Collected data entries
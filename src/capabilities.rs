//! Capability classification
//!
//! Pure derivation of per-account feature flags from the session descriptor.

use std::collections::BTreeMap;

use serde_json::Value;

use crate::jmap::{CAPABILITY_MAIL, CAPABILITY_SUBMISSION, SessionAccount};

/// Flags derived once at session-open time
#[derive(Debug, Clone, Copy, PartialEq, Eq)]
pub struct CapabilityFlags {
    /// Mail capability present (mandatory for a usable account)
    pub is_mail: bool,
    /// Server-reported `isReadOnly`, verbatim
    pub is_read_only: bool,
    /// Submission advertised and the account is writable
    pub has_submission: bool,
}

/// Classify an account from the session capability set and its descriptor
///
/// A capability counts as advertised when the session lists it and, if the
/// account publishes any `accountCapabilities`, the account lists it too.
pub fn classify(capabilities: &BTreeMap<String, Value>, account: &SessionAccount) -> CapabilityFlags {
    let advertised = |uri: &str| {
        capabilities.contains_key(uri)
            && (account.account_capabilities.is_empty()
                || account.account_capabilities.contains_key(uri))
    };
    let is_read_only = account.is_read_only;
    CapabilityFlags {
        is_mail: advertised(CAPABILITY_MAIL),
        is_read_only,
        has_submission: advertised(CAPABILITY_SUBMISSION) && !is_read_only,
    }
}
/// Validate numeric value in range
fn validate_chars(value: usize, min: usize, max: usize, field: &str) -> AppResult<()> {
    if value < min || value > max {
        return Err(AppError::InvalidInput(format!(
            "{field} must be in range {min}..{max}"
        )));
    }
    Ok(())
}

/// Validate search text field bounds and characters
fn validate_search_text(input: &str) -> AppResult<()> {
    if input.is_empty() || input.len() > 256 {
        return Err(AppError::InvalidInput(
            "search text fields must be 1..256 chars".to_owned(),
        ));
    }
    validate_no_controls(input, "search text")
}

fn validate_search_input(input: &SearchEmailsInput) -> AppResult<()> {
    if input.limit == 0 || input.limit > MAX_SEARCH_LIMIT {
        return Err(AppError::InvalidInput(format!(
            "limit must be in range 1..{MAX_SEARCH_LIMIT}"
        )));
    }
    if let Some(mailbox) = &input.mailbox_id {
        validate_id(mailbox, "mailbox_id")?;
    }
    for text in [&input.text, &input.from, &input.to, &input.subject]
        .into_iter()
        .flatten()
    {
        validate_search_text(text)?;
    }
    let after = input.after.as_deref().map(parse_ymd).transpose()?;
    let before = input.before.as_deref().map(parse_ymd).transpose()?;
    if let (Some(after), Some(before)) = (after, before)
        && after >= before
    {
        return Err(AppError::InvalidInput(
            "after must be earlier than before".to_owned(),
        ));
    }
    Ok(())
}

/// Validate a bare address (`local@domain`)
fn validate_address(value: &str, field: &str) -> AppResult<()> {
    validate_no_controls(value, field)?;
    let valid = value.len() <= 254
        && !value.contains(char::is_whitespace)
        && value
            .split_once('@')
            .is_some_and(|(local, domain)| !local.is_empty() && domain.contains('.'));
    if !valid {
        return Err(AppError::InvalidInput(format!(
            "{field} contains invalid address '{value}'"
        )));
    }
    Ok(())
}
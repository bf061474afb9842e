//! Application error model with MCP error mapping
//!
//! Startup failures (configuration, connectivity, capability) are fatal and
//! propagate out of `main`. Per-call failures (lookup, permission, method
//! errors) are converted at the tool boundary into MCP `ErrorData` with a
//! structured `code` field.

use rmcp::model::ErrorData;
use serde_json::json;
use thiserror::Error;

/// Application error type
#[derive(Debug, Error)]
pub enum AppError {
    /// Missing or malformed environment input
    #[error("configuration error: {0}")]
    Configuration(String),
    /// Account lacks a mandatory JMAP capability
    #[error("capability error: {0}")]
    Capability(String),
    /// Session endpoint unreachable, non-2xx, or malformed
    #[error("connectivity error: {0}")]
    Connectivity(String),
    /// Server rejected the credentials (HTTP 401/403)
    #[error("authentication failed: {0}")]
    AuthFailed(String),
    /// Unknown account, mailbox, email, or identity
    #[error("not found: {0}")]
    NotFound(String),
    /// Write or submission attempted on an account without that capability
    #[error("permission denied: {0}")]
    Permission(String),
    /// Invalid tool input
    #[error("invalid input: {0}")]
    InvalidInput(String),
    /// JMAP method-level error (`["error", {...}, callId]`)
    #[error("jmap method {method} failed: {error_type}: {description}")]
    Jmap {
        method: String,
        error_type: String,
        description: String,
    },
    /// Unexpected failure
    #[error("internal error: {0}")]
    Internal(String),
}

impl AppError {
    /// Convenience constructor for `InvalidInput`
    pub fn invalid(msg: impl Into<String>) -> Self {
        Self::InvalidInput(msg.into())
    }

    /// Prefix the message with `context`, keeping the variant
    pub fn context(self, context: &str) -> Self {
        let wrap = |msg: String| format!("{context}: {msg}");
        match self {
            Self::Configuration(m) => Self::Configuration(wrap(m)),
            Self::Capability(m) => Self::Capability(wrap(m)),
            Self::Connectivity(m) => Self::Connectivity(wrap(m)),
            Self::AuthFailed(m) => Self::AuthFailed(wrap(m)),
            Self::NotFound(m) => Self::NotFound(wrap(m)),
            Self::Permission(m) => Self::Permission(wrap(m)),
            Self::InvalidInput(m) => Self::InvalidInput(wrap(m)),
            Self::Internal(m) => Self::Internal(wrap(m)),
            jmap @ Self::Jmap { .. } => jmap,
        }
    }

    /// Stable machine-readable code for this error
    pub fn code(&self) -> &'static str {
        match self {
            Self::Configuration(_) => "configuration",
            Self::Capability(_) => "capability",
            Self::Connectivity(_) => "connectivity",
            Self::AuthFailed(_) => "auth_failed",
            Self::NotFound(_) => "not_found",
            Self::Permission(_) => "permission_denied",
            Self::InvalidInput(_) => "invalid_input",
            Self::Jmap { .. } => "jmap_method_error",
            Self::Internal(_) => "internal",
        }
    }

    /// Convert to MCP `ErrorData`
    ///
    /// # Mappings
    ///
    /// - `InvalidInput` → `invalid_params`
    /// - `NotFound` → `resource_not_found`
    /// - `Permission`, `AuthFailed`, `Capability`, `Jmap` → `invalid_request`
    /// - everything else → `internal_error`
    pub fn to_error_data(&self) -> ErrorData {
        let msg = self.to_string();
        let data = Some(json!({ "code": self.code() }));
        match self {
            Self::InvalidInput(_) => ErrorData::invalid_params(msg, data),
            Self::NotFound(_) => ErrorData::resource_not_found(msg, data),
            Self::Permission(_) | Self::AuthFailed(_) | Self::Capability(_) | Self::Jmap { .. } => {
                ErrorData::invalid_request(msg, data)
            }
            Self::Configuration(_) | Self::Connectivity(_) | Self::Internal(_) => {
                ErrorData::internal_error(msg, data)
            }
        }
    }
}

/// Type alias for fallible return values
pub type AppResult<T> = Result<T, AppError>;

#[cfg(test)]
mod tests {
    use super::AppError;

    #[test]
    fn error_data_carries_structured_code() {
        let err = AppError::Permission("account 'ro' is read-only".to_owned());
        let data = err.to_error_data();
        assert_eq!(
            data.data.and_then(|d| d.get("code").cloned()),
            Some(serde_json::json!("permission_denied"))
        );
        assert!(data.message.contains("read-only"));
    }

    #[test]
    fn jmap_error_names_method_and_type() {
        let err = AppError::Jmap {
            method: "Email/set".to_owned(),
            error_type: "forbidden".to_owned(),
            description: "no".to_owned(),
        };
        assert_eq!(
            err.to_string(),
            "jmap method Email/set failed: forbidden: no"
        );
    }
}
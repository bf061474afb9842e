//! Account session initialization
//!
//! Builds one [`AccountSession`] per configured account: wrap the account's
//! transport in the auth adapter, fetch the session descriptor, resolve the
//! JMAP account id, classify capabilities. Any failure aborts that account
//! and, through the registry, the whole startup.

use std::sync::Arc;

use secrecy::{ExposeSecret, SecretString};
use tracing::{info, instrument};

use crate::auth::AuthAdapter;
use crate::capabilities::{CapabilityFlags, classify};
use crate::config::AccountConfig;
use crate::errors::{AppError, AppResult};
use crate::jmap::{
    CAPABILITY_CORE, CAPABILITY_MAIL, CAPABILITY_SUBMISSION, Invocation, JmapClient,
    MethodResponses,
};
use crate::transport::SharedTransport;

/// Capabilities requested by read and write calls
const USING_MAIL: [&str; 2] = [CAPABILITY_CORE, CAPABILITY_MAIL];
/// Capabilities requested by submission calls
const USING_SUBMISSION: [&str; 3] = [CAPABILITY_CORE, CAPABILITY_MAIL, CAPABILITY_SUBMISSION];

/// Live, capability-annotated handle for one account
///
/// Immutable after construction; shared read-only by every tool call.
pub struct AccountSession {
    name: String,
    client: JmapClient,
    account_id: String,
    api_url: String,
    username: String,
    capabilities: Vec<String>,
    flags: CapabilityFlags,
    uses_basic: bool,
}

impl std::fmt::Debug for AccountSession {
    fn fmt(&self, f: &mut std::fmt::Formatter<'_>) -> std::fmt::Result {
        f.debug_struct("AccountSession")
            .field("name", &self.name)
            .field("account_id", &self.account_id)
            .field("api_url", &self.api_url)
            .field("flags", &self.flags)
            .finish_non_exhaustive()
    }
}

impl AccountSession {
    pub fn name(&self) -> &str {
        &self.name
    }

    /// Server-assigned JMAP account id
    pub fn account_id(&self) -> &str {
        &self.account_id
    }

    pub fn api_url(&self) -> &str {
        &self.api_url
    }

    pub fn session_url(&self) -> &str {
        self.client.session_url()
    }

    pub fn username(&self) -> &str {
        &self.username
    }

    /// Session-level capability URIs, sorted
    pub fn capabilities(&self) -> &[String] {
        &self.capabilities
    }

    pub fn is_read_only(&self) -> bool {
        self.flags.is_read_only
    }

    pub fn has_submission(&self) -> bool {
        self.flags.has_submission
    }

    /// Authentication scheme seen by the server
    pub fn auth_scheme(&self) -> &'static str {
        if self.uses_basic { "basic" } else { "bearer" }
    }

    /// Reject write operations on read-only accounts
    pub fn require_write(&self) -> AppResult<()> {
        if self.flags.is_read_only {
            return Err(AppError::Permission(format!(
                "account '{}' is read-only; write access is required",
                self.name
            )));
        }
        Ok(())
    }

    /// Reject sending on accounts without usable submission
    pub fn require_submission(&self) -> AppResult<()> {
        if !self.flags.has_submission {
            return Err(AppError::Permission(format!(
                "account '{}' lacks the submission capability",
                self.name
            )));
        }
        Ok(())
    }

    /// Run a mail method-call batch against this session
    pub async fn call(&self, calls: Vec<Invocation>) -> AppResult<MethodResponses> {
        self.client.call(&self.api_url, &USING_MAIL, calls).await
    }

    /// Run a batch that also needs the submission capability
    pub async fn call_with_submission(&self, calls: Vec<Invocation>) -> AppResult<MethodResponses> {
        self.client
            .call(&self.api_url, &USING_SUBMISSION, calls)
            .await
    }
}

/// Open an authenticated session for `account`
///
/// `transport` is the raw channel for this account; the auth adapter is layered
/// on top here so every session owns its own credential rewriting.
///
/// # Errors
///
/// - `AuthFailed` / `Connectivity` from session discovery
/// - `Connectivity` if no primary mail account exists or the resolved id is
///   absent from the descriptor
/// - `Capability` if the account lacks mail
#[instrument(skip(account, transport), fields(account = %account.credential.name))]
pub async fn open_session(
    session_url: &str,
    account: &AccountConfig,
    transport: SharedTransport,
) -> AppResult<AccountSession> {
    let name = account.credential.name.clone();
    let context = format!("account '{name}'");

    let adapter = AuthAdapter::new(transport, session_url, &account.credential.secret)
        .map_err(|e| e.context(&context))?;
    let uses_basic = adapter.uses_basic();
    // The client always speaks Bearer; with a Basic pair it carries the
    // password and the adapter swaps in the real header.
    let bearer = match account.credential.basic_pair() {
        Some((_, pass)) => SecretString::new(pass.into()),
        None => SecretString::new(account.credential.secret.expose_secret().into()),
    };
    let client = JmapClient::new(Arc::new(adapter), session_url, bearer);

    let session = client
        .fetch_session()
        .await
        .map_err(|e| e.context(&context))?;

    let account_id = match &account.account_id {
        Some(explicit) => explicit.clone(),
        None => session
            .primary_mail_account()
            .map(str::to_owned)
            .ok_or_else(|| {
                AppError::Connectivity(format!(
                    "{context}: session designates no primary mail account"
                ))
            })?,
    };
    let descriptor = session.accounts.get(&account_id).ok_or_else(|| {
        AppError::Connectivity(format!(
            "{context}: account id '{account_id}' is not in the session account list"
        ))
    })?;

    let flags = classify(&session.capabilities, descriptor);
    if !flags.is_mail {
        return Err(AppError::Capability(format!(
            "{context}: server does not advertise {CAPABILITY_MAIL}"
        )));
    }

    info!(
        account_id = %account_id,
        read_only = flags.is_read_only,
        submission = flags.has_submission,
        auth = if uses_basic { "basic" } else { "bearer" },
        "account session ready"
    );

    Ok(AccountSession {
        name,
        client,
        account_id,
        api_url: session.api_url,
        username: session.username,
        capabilities: session.capabilities.into_keys().collect(),
        flags,
        uses_basic,
    })
}

#[cfg(test)]
pub(crate) mod tests {
    use std::sync::Arc;

    use base64::Engine;
    use base64::engine::general_purpose::STANDARD;
    use reqwest::header::AUTHORIZATION;
    use serde_json::{Value, json};

    use super::open_session;
    use crate::config::{AccountConfig, parse_account_blob};
    use crate::errors::AppError;
    use crate::transport::fake::{FakeTransport, json_response};

    pub const SESSION_URL: &str = "https://mail.example.com/.well-known/jmap";

    /// Session descriptor with one account `A1` plus an optional second `A2`
    pub fn descriptor(capabilities: &[&str], read_only: bool) -> Value {
        let caps: serde_json::Map<String, Value> = capabilities
            .iter()
            .map(|c| ((*c).to_owned(), json!({})))
            .collect();
        json!({
            "capabilities": caps,
            "accounts": {
                "A1": { "name": "primary", "isPersonal": true, "isReadOnly": read_only },
                "A2": { "name": "shared", "isPersonal": false, "isReadOnly": true }
            },
            "primaryAccounts": { "urn:ietf:params:jmap:mail": "A1" },
            "username": "alice@example.com",
            "apiUrl": "http://mail.example.com:8080/jmap/api/",
            "state": "s0"
        })
    }

    pub fn account(entry: &str, account_id: Option<&str>) -> AccountConfig {
        let credential = parse_account_blob(entry)
            .expect("valid entry")
            .remove(0);
        AccountConfig {
            credential,
            account_id: account_id.map(str::to_owned),
        }
    }

    pub const FULL: [&str; 3] = [
        "urn:ietf:params:jmap:core",
        "urn:ietf:params:jmap:mail",
        "urn:ietf:params:jmap:submission",
    ];

    #[tokio::test]
    async fn resolves_primary_account_and_repairs_api_url() {
        let body = descriptor(&FULL, false);
        let fake = Arc::new(FakeTransport::new(move |_| json_response(&body)));
        let session = open_session(SESSION_URL, &account("work:alice:pw", None), fake.clone())
            .await
            .expect("session opens");

        assert_eq!(session.name(), "work");
        assert_eq!(session.account_id(), "A1");
        assert_eq!(session.api_url(), "https://mail.example.com/jmap/api/");
        assert!(session.has_submission());
        assert_eq!(session.auth_scheme(), "basic");

        let expected = format!("Basic {}", STANDARD.encode("alice:pw"));
        assert_eq!(fake.recorded()[0].headers[AUTHORIZATION], expected.as_str());
    }

    #[tokio::test]
    async fn explicit_account_id_skips_discovery() {
        let body = descriptor(&FULL, false);
        let fake = Arc::new(FakeTransport::new(move |_| json_response(&body)));
        let session = open_session(SESSION_URL, &account("team:tok", Some("A2")), fake)
            .await
            .expect("session opens");
        assert_eq!(session.account_id(), "A2");
        assert!(session.is_read_only());
        assert!(!session.has_submission());
        assert_eq!(session.auth_scheme(), "bearer");
    }

    #[tokio::test]
    async fn unknown_account_id_fails() {
        let body = descriptor(&FULL, false);
        let fake = Arc::new(FakeTransport::new(move |_| json_response(&body)));
        let err = open_session(SESSION_URL, &account("team:tok", Some("ZZ")), fake)
            .await
            .expect_err("must fail");
        assert!(matches!(err, AppError::Connectivity(_)));
        assert!(err.to_string().contains("ZZ"));
    }

    #[tokio::test]
    async fn missing_mail_capability_fails_construction() {
        let body = descriptor(&["urn:ietf:params:jmap:core"], false);
        let fake = Arc::new(FakeTransport::new(move |_| json_response(&body)));
        let err = open_session(SESSION_URL, &account("team:tok", None), fake)
            .await
            .expect_err("must fail");
        assert!(matches!(err, AppError::Capability(_)));
    }

    #[tokio::test]
    async fn read_only_session_rejects_writes_and_sends() {
        let body = descriptor(&FULL, true);
        let fake = Arc::new(FakeTransport::new(move |_| json_response(&body)));
        let session = open_session(SESSION_URL, &account("ro:tok", None), fake)
            .await
            .expect("session opens");

        let write = session.require_write().expect_err("must fail");
        assert!(matches!(write, AppError::Permission(_)));
        assert!(write.to_string().contains("'ro'"));
        assert!(session.require_submission().is_err());
    }
}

• **To do**: The answer must consist of every line from the data that holds the string "isPersonal".

• **Task response**:
                "A1": { "name": "primary", "isPersonal": true, "isReadOnly": read_only },
                "A2": { "name": "shared", "isPersonal": false, "isReadOnly": true }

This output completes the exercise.